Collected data
· · · ·
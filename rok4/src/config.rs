//! Server configuration: which layers are served, and where their pyramids
//! live on disk. Loaded from YAML, mirroring the reference crate's own
//! `Config::from_path`/`Config::from_string` pattern.

use anyhow::{Context, Result, bail};
use rok4_geometry::{Crs, Level, Pyramid, SampleFormat, TileMatrix, TileMatrixSet};
use rok4_image::tile_source::{SlabShape, TileFormat};
use rok4_pipeline::render::LayerSource;
use rok4_storage::FileBackend;
use serde::Deserialize;
use std::collections::HashMap;
use std::fs;
use std::net::SocketAddr;
use std::path::{Path, PathBuf};
use std::sync::Arc;

#[derive(Debug, Deserialize)]
pub struct ServerConfig {
	pub listen: SocketAddr,
	pub layers: Vec<LayerConfig>,
}

impl ServerConfig {
	/// # Errors
	/// Returns an error if `path` cannot be read or does not parse as the
	/// expected YAML shape.
	pub fn from_path(path: &Path) -> Result<Self> {
		let raw = fs::read_to_string(path).with_context(|| format!("reading server config {path:?}"))?;
		Self::from_str(&raw)
	}

	/// # Errors
	/// Returns an error if `raw` does not parse as the expected YAML shape.
	pub fn from_str(raw: &str) -> Result<Self> {
		serde_yaml_ng::from_str(raw).context("parsing server config")
	}
}

#[derive(Debug, Deserialize)]
pub struct LayerConfig {
	pub name: String,
	pub title: String,
	pub crs: String,
	pub tile_matrix_set: String,
	pub levels: Vec<LevelConfig>,
	pub channels: u8,
	pub sample_format: SampleFormatConfig,
	#[serde(default)]
	pub nodata: Option<Vec<f64>>,
	pub storage_root: PathBuf,
	#[serde(default)]
	pub slab_shape: SlabShapeConfig,
	pub tile_format: TileFormatConfig,
}

#[derive(Debug, Deserialize)]
pub struct LevelConfig {
	pub id: String,
	pub resolution: f64,
	pub x0: f64,
	pub y0: f64,
	pub tile_width: u32,
	pub tile_height: u32,
	pub matrix_width: u64,
	pub matrix_height: u64,
}

#[derive(Debug, Clone, Copy, Deserialize)]
#[serde(rename_all = "lowercase")]
pub enum SampleFormatConfig {
	UInt8,
	Float32,
}

impl From<SampleFormatConfig> for SampleFormat {
	fn from(value: SampleFormatConfig) -> Self {
		match value {
			SampleFormatConfig::UInt8 => SampleFormat::UInt8,
			SampleFormatConfig::Float32 => SampleFormat::Float32,
		}
	}
}

#[derive(Debug, Clone, Copy, Deserialize)]
#[serde(rename_all = "lowercase")]
pub enum TileFormatConfig {
	Raw,
	Lzw,
	PackBits,
	Zip,
	Jpeg,
	Png,
}

impl From<TileFormatConfig> for TileFormat {
	fn from(value: TileFormatConfig) -> Self {
		match value {
			TileFormatConfig::Raw => TileFormat::Raw,
			TileFormatConfig::Lzw => TileFormat::Lzw,
			TileFormatConfig::PackBits => TileFormat::PackBits,
			TileFormatConfig::Zip => TileFormat::Zip,
			TileFormatConfig::Jpeg => TileFormat::Jpeg,
			TileFormatConfig::Png => TileFormat::Png,
		}
	}
}

#[derive(Debug, Clone, Copy, Deserialize)]
pub struct SlabShapeConfig {
	pub width: u32,
	pub height: u32,
}

impl Default for SlabShapeConfig {
	fn default() -> Self {
		Self { width: 16, height: 16 }
	}
}

impl From<SlabShapeConfig> for SlabShape {
	fn from(value: SlabShapeConfig) -> Self {
		SlabShape { width: value.width, height: value.height }
	}
}

/// A served layer, bound to its pyramid and ready to answer requests.
pub struct RegisteredLayer {
	pub title: String,
	pub source: LayerSource,
}

/// The set of layers this server instance serves, keyed by `LAYER`/TMS path
/// name.
pub struct Registry(HashMap<String, RegisteredLayer>);

impl Registry {
	/// # Errors
	/// Returns an error if a layer's storage root is not an absolute,
	/// existing directory, or its tile matrix levels are malformed.
	pub fn build(config: &ServerConfig) -> Result<Self> {
		let mut layers = HashMap::new();
		for layer in &config.layers {
			if layers.contains_key(&layer.name) {
				bail!("duplicate layer name '{}'", layer.name);
			}
			layers.insert(layer.name.clone(), build_layer(layer)?);
		}
		Ok(Registry(layers))
	}

	#[must_use]
	pub fn get(&self, name: &str) -> Option<&RegisteredLayer> {
		self.0.get(name)
	}

	pub fn iter(&self) -> impl Iterator<Item = (&String, &RegisteredLayer)> {
		self.0.iter()
	}
}

fn build_layer(layer: &LayerConfig) -> Result<RegisteredLayer> {
	let crs = Crs::new(layer.crs.clone());
	let tile_matrices: Result<Vec<TileMatrix>> = layer
		.levels
		.iter()
		.map(|level| {
			TileMatrix::new(level.id.clone(), level.resolution, level.x0, level.y0, level.tile_width, level.tile_height, level.matrix_width, level.matrix_height)
				.with_context(|| format!("tile matrix '{}' of layer '{}'", level.id, layer.name))
		})
		.collect();
	let tile_matrix_set = TileMatrixSet::new(layer.tile_matrix_set.clone(), crs, tile_matrices?).with_context(|| format!("tile matrix set of layer '{}'", layer.name))?;

	let storage = Arc::new(FileBackend::new(&layer.storage_root).with_context(|| format!("storage root of layer '{}'", layer.name))?);
	let levels = tile_matrix_set
		.levels()
		.iter()
		.map(|tile_matrix| Level {
			tile_matrix_id: tile_matrix.id.clone(),
			storage: storage.clone(),
			format: layer.sample_format.into(),
			channels: layer.channels,
			nodata: layer.nodata.clone(),
		})
		.collect();

	let pyramid = Pyramid::new(Arc::new(tile_matrix_set), levels).with_context(|| format!("pyramid of layer '{}'", layer.name))?;
	Ok(RegisteredLayer {
		title: layer.title.clone(),
		source: LayerSource { pyramid, slab_shape: layer.slab_shape.into(), tile_format: layer.tile_format.into() },
	})
}

#[cfg(test)]
mod tests {
	use super::*;

	#[test]
	fn parses_a_minimal_server_config() {
		let yaml = r#"
listen: "127.0.0.1:8080"
layers:
  - name: ortho
    title: Orthophoto
    crs: "EPSG:3857"
    tile_matrix_set: WebMercator
    channels: 3
    sample_format: uint8
    storage_root: /data/ortho
    tile_format: raw
    levels:
      - id: "0"
        resolution: 156543.03392804097
        x0: -20037508.342789244
        y0: 20037508.342789244
        tile_width: 256
        tile_height: 256
        matrix_width: 1
        matrix_height: 1
"#;
		let config = ServerConfig::from_str(yaml).unwrap();
		assert_eq!(config.listen.to_string(), "127.0.0.1:8080");
		assert_eq!(config.layers.len(), 1);
		assert_eq!(config.layers[0].name, "ortho");
	}

	#[test]
	fn rejects_duplicate_layer_names() {
		let dir = tempfile::tempdir().unwrap();
		let root = dir.path().to_str().unwrap();
		let yaml = format!(
			r#"
listen: "127.0.0.1:8080"
layers:
  - name: ortho
    title: A
    crs: "EPSG:3857"
    tile_matrix_set: WebMercator
    channels: 1
    sample_format: uint8
    storage_root: {root}
    tile_format: raw
    levels:
      - id: "0"
        resolution: 1.0
        x0: 0.0
        y0: 0.0
        tile_width: 256
        tile_height: 256
        matrix_width: 1
        matrix_height: 1
  - name: ortho
    title: B
    crs: "EPSG:3857"
    tile_matrix_set: WebMercator
    channels: 1
    sample_format: uint8
    storage_root: {root}
    tile_format: raw
    levels:
      - id: "0"
        resolution: 1.0
        x0: 0.0
        y0: 0.0
        tile_width: 256
        tile_height: 256
        matrix_width: 1
        matrix_height: 1
"#
		);
		let config = ServerConfig::from_str(&yaml).unwrap();
		assert!(Registry::build(&config).is_err());
	}
}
· · · ·
Beginning at the first line of the records, retype exactly every line up to and including the one with "use std::net::SocketAddr;".

filename rok4/src/config.rs
//! Server configuration: which layers are served, and where their pyramids
//! live on disk. Loaded from YAML, mirroring the reference crate's own
//! `Config::from_path`/`Config::from_string` pattern.

use anyhow::{Context, Result, bail};
use rok4_geometry::{Crs, Level, Pyramid, SampleFormat, TileMatrix, TileMatrixSet};
use rok4_image::tile_source::{SlabShape, TileFormat};
use rok4_pipeline::render::LayerSource;
use rok4_storage::FileBackend;
use serde::Deserialize;
use std::collections::HashMap;
use std::fs;
use std::net::SocketAddr;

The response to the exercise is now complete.